The U.S. added 245,000 jobs in November, which Hicks says was the slowest since the COVID recession began and reflects a struggling labor market.
“And, the topline number of jobs was the best part of the report. The labor force shrunk by 400,000 jobs, signaling an unhealthy balance between job creation and labor market participation,” said Hicks, director of the Center for Business and Economic Research at Ball State. “The effects of COVID likely caused much of this reduction in the supply of labor as families struggled with healthcare issues and childcare through the worsening pandemic.”
Hicks says the data for the report were collected in early November.

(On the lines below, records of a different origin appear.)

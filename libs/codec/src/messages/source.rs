//! Video-source property and tally messages
//!
//! ## Purpose
//!
//! The two richest payloads in the protocol: the fixed 36-byte source
//! property record with null-terminated text fields at fixed ranges, and
//! the variable-length tally batch (count-prefixed entry array). Both
//! tolerate forward-compatible input where the spec allows it - unknown
//! kind codes are carried through property records, while tally entries
//! require known sources and states.

use crate::buffers::{ensure_len, read_terminated_text, read_u16, read_u8, PayloadWriter};
use crate::message::{Message, Serializable};
use crate::title::MessageTitle;
use std::borrow::Cow;
use std::collections::HashMap;
use switchwire_types::{
    ExternalInterfaces, MixEffects, ProtocolError, ProtocolResult, SourceAvailability, SourceKind,
    TallyLight, VideoSource,
};

/// Byte ranges of the source property record
mod position {
    use std::ops::Range;

    pub const ID: usize = 0;
    pub const LONG_NAME: Range<usize> = 2..22;
    pub const SHORT_NAME: Range<usize> = 22..26;
    // 26..28 reserved
    pub const IS_EXTERNAL: usize = 28;
    pub const EXTERNAL_INTERFACES: usize = 29;
    // 30 reserved
    pub const KIND: usize = 31;
    // 33 reserved
    pub const AVAILABILITY: usize = 34;
    pub const MIX_EFFECTS: usize = 35;

    pub const LENGTH: usize = 36;
}

/// Clamp a name to its wire slot, respecting UTF-8 boundaries
///
/// Empty text falls back to a single space; the terminating null comes from
/// the zero-filled field on encode.
fn text_field_bytes(text: &str, width: usize) -> Vec<u8> {
    if text.is_empty() {
        return b" ".to_vec();
    }
    let bytes = text.as_bytes();
    let mut end = bytes
        .iter()
        .position(|&b| b == 0)
        .unwrap_or(bytes.len())
        .min(width);
    while !text.is_char_boundary(end) {
        end -= 1;
    }
    bytes[..end].to_vec()
}

/// The switcher reports the properties of a video source
///
/// The raw kind code is stored as received: a device may report a kind
/// added after this codec was written, and the record must survive it.
#[derive(Debug, Clone, PartialEq, Eq)]
pub struct SourcePropertiesChanged {
    pub id: VideoSource,
    long_name: Vec<u8>,
    short_name: Vec<u8>,
    pub external_interfaces: ExternalInterfaces,
    pub raw_kind: u16,
    pub availability: SourceAvailability,
    pub mix_effects: MixEffects,
}

impl SourcePropertiesChanged {
    #[allow(clippy::too_many_arguments)]
    pub fn new(
        id: VideoSource,
        long_name: &str,
        short_name: &str,
        external_interfaces: ExternalInterfaces,
        kind: SourceKind,
        availability: SourceAvailability,
        mix_effects: MixEffects,
    ) -> Self {
        Self {
            id,
            long_name: text_field_bytes(long_name, position::LONG_NAME.len()),
            short_name: text_field_bytes(short_name, position::SHORT_NAME.len()),
            external_interfaces,
            raw_kind: kind.raw_value(),
            availability,
            mix_effects,
        }
    }

    /// Full source name, up to 20 bytes of UTF-8
    pub fn long_name(&self) -> Cow<'_, str> {
        String::from_utf8_lossy(&self.long_name)
    }

    /// Abbreviated source name, up to 4 bytes of UTF-8
    pub fn short_name(&self) -> Cow<'_, str> {
        String::from_utf8_lossy(&self.short_name)
    }

    /// The source kind, when this codec recognizes the raw code
    pub fn kind(&self) -> Option<SourceKind> {
        SourceKind::decode(self.raw_kind).ok()
    }
}

impl Message for SourcePropertiesChanged {
    const TITLE: MessageTitle = MessageTitle::new("InPr");

    fn decode(payload: &[u8]) -> ProtocolResult<Self> {
        ensure_len(payload, position::LENGTH, "SourcePropertiesChanged")?;
        let raw_kind = read_u16(payload, position::KIND);
        if SourceKind::decode(raw_kind).is_err() {
            tracing::warn!(raw_kind, "source reports an unrecognized kind code");
        }
        Ok(Self {
            id: VideoSource::from_raw(read_u16(payload, position::ID)),
            long_name: read_terminated_text(payload, position::LONG_NAME).to_vec(),
            short_name: read_terminated_text(payload, position::SHORT_NAME).to_vec(),
            external_interfaces: ExternalInterfaces::from_raw(read_u8(
                payload,
                position::EXTERNAL_INTERFACES,
            )),
            raw_kind,
            availability: SourceAvailability::from_raw(read_u8(payload, position::AVAILABILITY)),
            mix_effects: MixEffects::from_raw(read_u8(payload, position::MIX_EFFECTS)),
        })
    }

    fn describe(&self) -> String {
        format!(
            "Source {:?} properties: long name {:?}, short name {:?}, kind {:?}, interfaces {:?}, availability {:?}, mix effects {:?}",
            self.id,
            self.long_name(),
            self.short_name(),
            self.kind(),
            self.external_interfaces,
            self.availability,
            self.mix_effects,
        )
    }
}

impl Serializable for SourcePropertiesChanged {
    fn encode(&self) -> Vec<u8> {
        let mut writer = PayloadWriter::new(position::LENGTH);
        writer.put_u16(position::ID, self.id.raw_value());
        writer.put_bytes(position::LONG_NAME, &self.long_name);
        writer.put_bytes(position::SHORT_NAME, &self.short_name);
        // Derived, not stored: an unknown kind counts as external
        let is_internal = self.kind().map(SourceKind::is_internal).unwrap_or(false);
        writer.put_u8(position::IS_EXTERNAL, if is_internal { 0 } else { 1 });
        writer.put_u8(
            position::EXTERNAL_INTERFACES,
            self.external_interfaces.raw_value(),
        );
        writer.put_u16(position::KIND, self.raw_kind);
        writer.put_u8(position::AVAILABILITY, self.availability.raw_value());
        writer.put_u8(position::MIX_EFFECTS, self.mix_effects.raw_value());
        writer.finish()
    }
}

/// The switcher reports tally light states for its sources
///
/// Variable-length payload: a 16-bit entry count, then `count` entries of
/// (2-byte source id, 1-byte tally state). Decode accepts entries in any
/// order; encode sorts by ascending raw source id so output stays
/// deterministic.
#[derive(Debug, Clone, PartialEq, Eq, Default)]
pub struct SourceTallies {
    pub tallies: HashMap<VideoSource, TallyLight>,
}

impl SourceTallies {
    const COUNT_LENGTH: usize = 2;
    const ENTRY_LENGTH: usize = 3;

    pub fn new(tallies: HashMap<VideoSource, TallyLight>) -> Self {
        Self { tallies }
    }

    fn sorted_entries(&self) -> Vec<(u16, TallyLight)> {
        let mut entries: Vec<(u16, TallyLight)> = self
            .tallies
            .iter()
            .map(|(source, tally)| (source.raw_value(), *tally))
            .collect();
        entries.sort_by_key(|(raw, _)| *raw);
        entries
    }
}

impl Message for SourceTallies {
    const TITLE: MessageTitle = MessageTitle::new("TlSr");

    fn decode(payload: &[u8]) -> ProtocolResult<Self> {
        ensure_len(payload, Self::COUNT_LENGTH, "SourceTallies count")?;
        let count = read_u16(payload, 0) as usize;

        // An oversized declared count over a short buffer is a protocol
        // violation, caught before any entry is read.
        let required = Self::COUNT_LENGTH + count * Self::ENTRY_LENGTH;
        if required > payload.len() {
            return Err(ProtocolError::TruncatedPayload {
                required,
                available: payload.len(),
                count,
            });
        }

        tracing::trace!(count, "decoding tally batch");
        let mut tallies = HashMap::with_capacity(count);
        for entry in 0..count {
            let offset = Self::COUNT_LENGTH + entry * Self::ENTRY_LENGTH;
            let source = VideoSource::decode(read_u16(payload, offset))?;
            let tally = TallyLight::decode(read_u8(payload, offset + 2))?;
            tallies.insert(source, tally);
        }
        Ok(Self { tallies })
    }

    fn describe(&self) -> String {
        let entries: Vec<String> = self
            .sorted_entries()
            .iter()
            .map(|(raw, tally)| format!("{:?}: {:?}", VideoSource::from_raw(*raw), tally))
            .collect();
        format!("Source tallies ({})", entries.join(", "))
    }
}

impl Serializable for SourceTallies {
    fn encode(&self) -> Vec<u8> {
        let mut bytes =
            Vec::with_capacity(Self::COUNT_LENGTH + self.tallies.len() * Self::ENTRY_LENGTH);
        bytes.extend_from_slice(&(self.tallies.len() as u16).to_be_bytes());
        for (raw, tally) in self.sorted_entries() {
            bytes.extend_from_slice(&raw.to_be_bytes());
            bytes.push(tally.raw_value());
        }
        bytes
    }
}
//! Protocol-level errors for switcher message decoding
//!
//! Every decode failure is synchronous and local to one message: a failed
//! decode never corrupts or blocks decoding of subsequent payloads. Encoding
//! has no error path - a validly constructed message always serializes.

use thiserror::Error;

/// Decode errors with diagnostic context
///
/// Two families of failure are kept distinguishable on purpose:
/// truncated input (the buffer cannot contain what the layout requires) and
/// unrecognized enumeration codes (a well-formed buffer carrying a value
/// this codec does not know). Callers may skip a message with an unknown
/// code without dropping the connection.
///
/// Internally inconsistent layout constants are a programmer error, not a
/// decode error: those panic via slice indexing instead of surfacing here.
#[derive(Debug, Error, Clone, PartialEq, Eq)]
pub enum ProtocolError {
    /// Payload is shorter than the message type's minimum required length
    #[error("message too small: need {need} bytes, got {got} (context: {context})")]
    MessageTooSmall {
        need: usize,
        got: usize,
        context: &'static str,
    },

    /// A declared entry count implies more bytes than remain in the buffer
    #[error("truncated payload: {count} declared entries need {required} bytes, buffer has {available}")]
    TruncatedPayload {
        required: usize,
        available: usize,
        count: usize,
    },

    /// Raw source id matches no known video source band
    #[error("unknown video source code {raw}")]
    UnknownVideoSource { raw: u16 },

    /// Raw tally byte is outside the known states (0-3)
    #[error("unknown tally light state {raw}")]
    UnknownTallyLight { raw: u8 },

    /// Raw kind code matches no known source kind
    #[error("unknown source kind {raw}")]
    UnknownSourceKind { raw: u16 },

    /// Raw size selector matches no known switcher size
    #[error("unknown switcher size {raw}")]
    UnknownSwitcherSize { raw: u8 },
}

impl ProtocolError {
    /// True for the unrecognized-enumeration family of failures
    ///
    /// These indicate a well-formed buffer carrying a code added after this
    /// codec was written; callers can log and skip rather than treating the
    /// stream as broken.
    pub fn is_unknown_code(&self) -> bool {
        matches!(
            self,
            Self::UnknownVideoSource { .. }
                | Self::UnknownTallyLight { .. }
                | Self::UnknownSourceKind { .. }
                | Self::UnknownSwitcherSize { .. }
        )
    }
}

/// Result type for protocol operations
pub type ProtocolResult<T> = std::result::Result<T, ProtocolError>;

#[cfg(test)]
mod tests {
    use super::*;

    #[test]
    fn unknown_code_family_is_distinguishable_from_truncation() {
        assert!(ProtocolError::UnknownVideoSource { raw: 9999 }.is_unknown_code());
        assert!(ProtocolError::UnknownTallyLight { raw: 7 }.is_unknown_code());
        assert!(!ProtocolError::MessageTooSmall {
            need: 4,
            got: 2,
            context: "test"
        }
        .is_unknown_code());
        assert!(!ProtocolError::TruncatedPayload {
            required: 32,
            available: 8,
            count: 10
        }
        .is_unknown_code());
    }
}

He says COVID-19 cases at that time were fewer than they will be next week when data is collected for the December jobs report.
Hicks adds with the latest numbers, it could take four years for employment to return to early 2020 levels and six years for permanent job losses to return to January levels.
“In 22 days, on Dec. 26, more than 345,000 Hoosiers will lose unemployment benefits as the CARES Act expires. This will be the worse one-month shock to personal income in state history and will come at what may well be the peak of the Coronavirus outbreak,” said Hicks. “If the CARES Act is not extended, we must anticipate deepening short run economic losses. If the CARES Act is not extended to state and local governments, we should expect the recession to continue to reduce economic activity through 2025.”